Merkez üssü Kahramanmaraş olan depremin ardından bölgeye Kazak ve Kırgız Türkleri tarafından yurt çadırlar kuruldu. Çadırları kurmaya Niğde’nin Altay Köyü’nden gelen Kazak Türkü Mustafa Kök, “Bu çadırlar Türk birliğinin sembolüdür” dedi.
Kahramanmaraş’ta meydana gelen depremin ardından bölgede AFAD tarafından depremzedeler için çadırkentler kuruldu. Diğer yandan bölgeye yardım getiren Kırgız ve Kazak Türkleri de yurt çadırlarla oluşturdukları alanda, depremzedelere barınma yerleri kurdu. Çadır kurma işi için sosyal medyada organize olduklarını söyleyen Niğde Altay Köyü’nden gelen Kazak Türkü Mustafa Kök, “Biz Kazak Türkü’yüz, babalarımız doğudan gelmişler. Biz de Türkiye’de doğduk büyüdük ve Türkiye Cumhuriyeti vatandaşıyız. Bu çadır kurulumunun başlangıcı Kazakistan’daki birkaç gencin hareketi ile başladı. Sonra birden bire hepsi ayaklandı. Herkes el birliği ile işin içine girdi. Kazakistan Devleti’nin girmesine fırsat bırakmadan vatandaşlar organize oldular. Çadırları hazırladılar. 150’ye yakın çadır toplandı ve peyderpey bunlar da gelmeye başladı. Kazakistan Türkiye Cumhuriyeti Büyükelçiliği’nden de beni aradılar. Altay köylüleri olarak bu çadırları kurmasını biliyor musunuz, yardımcı lazım bize dediler. Sonra ben devreye girdim. Ben devreye girdikten sonra sosyal medyadan organize olduk. Yarım için Antalya’da, Mersin’de olan gelebilecek arkadaşlardan çadır kurma konusunda bilgisi olanları istedik. Biz Türkiye’de doğduk büyüdük. Bizim çocuklarımız ben dahil bilmiyordum çadırın nasıl kurulacağını. Ben biraz anlıyorum en azından tarif edebilirim dedim. Mükemmel bir hareket oldu. Gördüğünüz gibi buralar sağlı sollu tespit edildi ve bize de verildi. Yaklaşık 6 gündür ben buradayım. Eşyalarla beraber geldim. Çadırların başında bulunuyoruz” dedi.

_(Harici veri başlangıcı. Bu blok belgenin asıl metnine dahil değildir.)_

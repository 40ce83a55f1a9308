//! Lower level details for refinement abstractions.

use crate::connectivity::Quad4d2Connectivity;
use crate::mesh::refinement::{InvalidVertexCount, RefineConnectivity, UniformRefinement, VertexRepresentation};
use core::cmp::{max, min};
use core::hash::{Hash, Hasher};
use nalgebra::allocator::Allocator;
use nalgebra::{DefaultAllocator, DimName, OPoint, RealField};

#[derive(Debug, Copy, Clone, PartialEq, Eq, Hash)]
pub struct VertexLabel(pub usize);

impl VertexRepresentation for VertexLabel {
    fn construct_vertex<T, D>(&self, all_vertices: &[OPoint<T, D>]) -> OPoint<T, D>
    where
        T: RealField,
        D: DimName,
        DefaultAllocator: Allocator<T, D>,
    {
        let &Self(vertex_idx) = self;
        all_vertices[vertex_idx].clone()
    }
}

#[derive(Debug, Copy, Clone, Eq)]
pub struct EdgeMidpointLabel(pub [usize; 2]);

impl EdgeMidpointLabel {
    fn canonical_vertex_indices(&self) -> [usize; 2] {
        let &EdgeMidpointLabel([a, b]) = self;
        [min(a, b), max(a, b)]
    }
}

impl VertexRepresentation for EdgeMidpointLabel {
    fn construct_vertex<T, D>(&self, all_vertices: &[OPoint<T, D>]) -> OPoint<T, D>
    where
        T: RealField,
        D: DimName,
        DefaultAllocator: Allocator<T, D>,
    {
        let [a, b] = self.0.map(|idx| &all_vertices[idx]);
        OPoint::from((&a.coords + &b.coords) / T::from_subset(&2.0))
    }
}

impl PartialEq for EdgeMidpointLabel {
    fn eq(&self, other: &Self) -> bool {
        self.canonical_vertex_indices() == other.canonical_vertex_indices()
    }
}

impl Hash for EdgeMidpointLabel {
    fn hash<H: Hasher>(&self, state: &mut H) {
        self.canonical_vertex_indices().hash(state)
    }
}

/// The centroid of a quadrilateral, identified by its (unordered) vertex indices.
#[derive(Debug, Copy, Clone, Eq)]
pub struct QuadCenterLabel(pub [usize; 4]);

impl QuadCenterLabel {
    fn canonical_vertex_indices(&self) -> [usize; 4] {
        let mut indices = self.0;
        indices.sort_unstable();
        indices
    }
}

impl VertexRepresentation for QuadCenterLabel {
    fn construct_vertex<T, D>(&self, all_vertices: &[OPoint<T, D>]) -> OPoint<T, D>
    where
        T: RealField,
        D: DimName,
        DefaultAllocator: Allocator<T, D>,
    {
        let [a, b, c, d] = self.0.map(|idx| &all_vertices[idx]);
        OPoint::from((&a.coords + &b.coords + &c.coords + &d.coords) / T::from_subset(&4.0))
    }
}

impl PartialEq for QuadCenterLabel {
    fn eq(&self, other: &Self) -> bool {
        self.canonical_vertex_indices() == other.canonical_vertex_indices()
    }
}

impl Hash for QuadCenterLabel {
    fn hash<H: Hasher>(&self, state: &mut H) {
        self.canonical_vertex_indices().hash(state)
    }
}

#[derive(Debug, Copy, Clone, PartialEq, Eq, Hash)]
pub enum QuadRefinementVertex {
    Vertex(VertexLabel),
    EdgeMidpoint(EdgeMidpointLabel),
    Center(QuadCenterLabel),
}

impl From<VertexLabel> for QuadRefinementVertex {
    fn from(label: VertexLabel) -> Self {
        Self::Vertex(label)
    }
}

impl From<EdgeMidpointLabel> for QuadRefinementVertex {
    fn from(label: EdgeMidpointLabel) -> Self {
        Self::EdgeMidpoint(label)
    }
}

impl From<QuadCenterLabel> for QuadRefinementVertex {
    fn from(label: QuadCenterLabel) -> Self {
        Self::Center(label)
    }
}

impl VertexRepresentation for QuadRefinementVertex {
    fn construct_vertex<T, D>(&self, all_vertices: &[OPoint<T, D>]) -> OPoint<T, D>
    where
        T: RealField,
        D: DimName,
        DefaultAllocator: Allocator<T, D>,
    {
        match self {
            Self::Vertex(label) => label.construct_vertex(all_vertices),
            Self::EdgeMidpoint(label) => label.construct_vertex(all_vertices),
            Self::Center(label) => label.construct_vertex(all_vertices),
        }
    }
}

pub fn edge_midpoint(vertices: [usize; 2]) -> EdgeMidpointLabel {
    EdgeMidpointLabel(vertices)
}

pub fn vertex(vertex: usize) -> VertexLabel {
    VertexLabel(vertex)
}

#[derive(Debug, Copy, Clone, PartialEq, Eq)]
pub struct IntermediateQuad4d2([QuadRefinementVertex; 4]);

impl RefineConnectivity<Quad4d2Connectivity> for UniformRefinement {
    type Intermediate = IntermediateQuad4d2;
    type OutputConnectivity = Quad4d2Connectivity;
    type VertexLabel = QuadRefinementVertex;

    /// Splits a quadrilateral into four, each child keeping the counter-clockwise orientation
    /// of the parent:
    ///
    /// ```text
    /// 3_____g_____2
    /// |     |     |
    /// |  3  |  2  |
    /// h_____c_____f
    /// |     |     |
    /// |  0  |  1  |
    /// 0_____e_____1
    /// ```
    fn populate_refined_connectivity(
        &self,
        connectivity: &Quad4d2Connectivity,
        intermediates: &mut Vec<Self::Intermediate>,
    ) {
        let &Quad4d2Connectivity(indices) = connectivity;
        let [a, b, c, d] = indices;
        let e = edge_midpoint([a, b]).into();
        let f = edge_midpoint([b, c]).into();
        let g = edge_midpoint([c, d]).into();
        let h = edge_midpoint([d, a]).into();
        let center = QuadCenterLabel(indices).into();
        let [a, b, c, d] = indices.map(|vertex_idx| vertex(vertex_idx).into());

        intermediates.extend_from_slice(&[
            IntermediateQuad4d2([a, e, center, h]),
            IntermediateQuad4d2([e, b, f, center]),
            IntermediateQuad4d2([center, f, c, g]),
            IntermediateQuad4d2([h, center, g, d]),
        ]);
    }

    fn populate_vertex_labels(&self, intermediate: &Self::Intermediate, labels: &mut Vec<Self::VertexLabel>) {
        labels.extend_from_slice(&intermediate.0);
    }

    fn populate_refined_face_labels(&self, face_vertices: &[usize], faces: &mut Vec<Vec<Self::VertexLabel>>) {
        if let &[a, b] = face_vertices {
            let midpoint: QuadRefinementVertex = edge_midpoint([a, b]).into();
            faces.push(vec![vertex(a).into(), midpoint]);
            faces.push(vec![midpoint, vertex(b).into()]);
        }
    }

    fn construct_output_connectivity(
        &self,
        _intermediate: &Self::Intermediate,
        vertex_indices: &[usize],
    ) -> Result<Self::OutputConnectivity, InvalidVertexCount> {
        Ok(Quad4d2Connectivity(
            vertex_indices.try_into().map_err(|_| InvalidVertexCount)?,
        ))
    }
}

“BU ÇADIRLAR, TÜRK BİRLİĞİNİN SEMBOLÜDÜR”
Kök, bu çadırların Türk birliğinin sembolü olduğunu söyleyerek, “Kazakistan bölgesinden çadırlarla gelen 13 kişi vardı. Gençlerimizden 20 kişi kadar geldi. Ankara’da okuyan öğrencilerden 11 kişi geldi. Biz hepimiz Türk’üz. Bunu şöyle anlatayım, evlerin üzerinde gördüklerinize biz çangarak deriz. Bu çangarağı etrafında tutan oğuk dediğimiz malzemeler olur. Ağaçlar var böyle. Yani hepimiz biriz. Bu çangarak Türktür, oğuklar Türklerin kollarıdır. Hepimiz birlik ve beraberlik içindeyiz. Kara gün için değil, her zaman birlik ve beraberlik içinde olmak istiyoruz. Bir afet oldu, afetin ardından iz buraya geldik. Böyle gözükmek zorunda kaldık ama keşke her şeyde bu şekilde birliğimiz olsa. İnşallah rabbim güzel günleri Türkiye’mize göstersin, bütün Türk Cumhuriyetleri’ne göstersin. Bütün Tükler elinden geleni gösterdi. Kırgızlar çadırını kurdu, biz kuruyoruz. Ötekiler de gelip yarımlarını yapmaya çalışıyorlar. Yani birlik beraberlik dediğimiz olay çangarakın etrafında onu tutan kollar gibi birliğimizi tarif etmek istiyorum. Burada gördüğünüz bu görüntü nereye giderseniz gidin eski Türklerin yaşadığı şekil buydu. Köy böyle kuruluyordu. Bu birlik ve beraberliğimizin simgesi bu çadırlardır. Buradan artık çocuklar görsün, bilsin bizim atalarımız bu şekilde yaşamışlar” ifadelerine yer verdi.